Begin at the line below that has "-> queue key" and stop after the line that has "let sort_type = if". Please restate only those lines, word for word.

** Stored entries **
+ + + + +

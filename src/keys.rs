//! Store key layout. Other tooling reads these keys directly, keep them stable.

use crate::config::Priority;

pub const DEFAULT_PREFIX: &str = "Redisque-RedisQueue";

pub const QUEUE_TYPE_SORTED: &str = "issort";
pub const QUEUE_TYPE_LIST: &str = "nosort";

const ALL_QUEUES: &str = "all_queues";
const DELIMITER: char = '|';

#[derive(Debug, Clone, PartialEq, Eq)]
pub struct KeySpace {
    prefix: String,
}

impl Default for KeySpace {
    fn default() -> Self {
        Self::new(DEFAULT_PREFIX)
    }
}

impl KeySpace {
    pub fn new(prefix: &str) -> Self {
        Self {
            prefix: prefix.to_string(),
        }
    }

    pub fn prefix(&self) -> &str {
        &self.prefix
    }

    /// Hash of queue name -> queue key
    pub fn registry(&self) -> String {
        format!("{}:{}", self.prefix, ALL_QUEUES)
    }

    pub fn queue(&self, queue_name: &str, is_sort: bool, priority: Priority) -> String {
        let sort_type = if is_sort {
            QUEUE_TYPE_SORTED
        } else {
            QUEUE_TYPE_LIST
        };
        format!(
            "{prefix}{d}{queue_name}{d}{sort_type}{d}{priority}",
            prefix = self.prefix,
            d = DELIMITER,
            priority = priority.as_u8(),
        )
    }

    /// Pending hash: fingerprint -> transfer record
    pub fn transfer_table(&self, priority: Priority) -> String {
        format!("{}:transfer_tab_{}", self.prefix, priority.transfer_suffix())
    }

    /// Pending sorted set: fingerprint scored by transfer time
    pub fn transfer_queue(&self, priority: Priority) -> String {
        format!("{}:transfer_que_{}", self.prefix, priority.transfer_suffix())
    }

    pub fn lock(&self, operation: &str, data_id: &str) -> String {
        format!("{}:operate_lock:{}:{}", self.prefix, operation, data_id)
    }

    /// Splits a queue key back into `(name, is_sort, priority)`.
    pub fn parse_queue(&self, queue_key: &str) -> Option<(String, bool, Priority)> {
        let rest = queue_key
            .strip_prefix(self.prefix.as_str())?
            .strip_prefix(DELIMITER)?;

        let mut parts = rest.rsplitn(3, DELIMITER);
        let priority = parts.next()?;
        let sort_type = parts.next()?;
        let name = parts.next()?;

        let is_sort = match sort_type {
            QUEUE_TYPE_SORTED => true,
            QUEUE_TYPE_LIST => false,
            _ => return None,
        };
        let priority = match priority {
            "0" => Priority::Normal,
            "1" => Priority::High,
            _ => return None,
        };

        if name.is_empty() {
            return None;
        }

        Some((name.to_string(), is_sort, priority))
    }
}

+ + + + +

** RESPONSE TO THE EXERCISE **
    /// Hash of queue name -> queue key
    pub fn registry(&self) -> String {
        format!("{}:{}", self.prefix, ALL_QUEUES)
    }

    pub fn queue(&self, queue_name: &str, is_sort: bool, priority: Priority) -> String {
        let sort_type = if is_sort {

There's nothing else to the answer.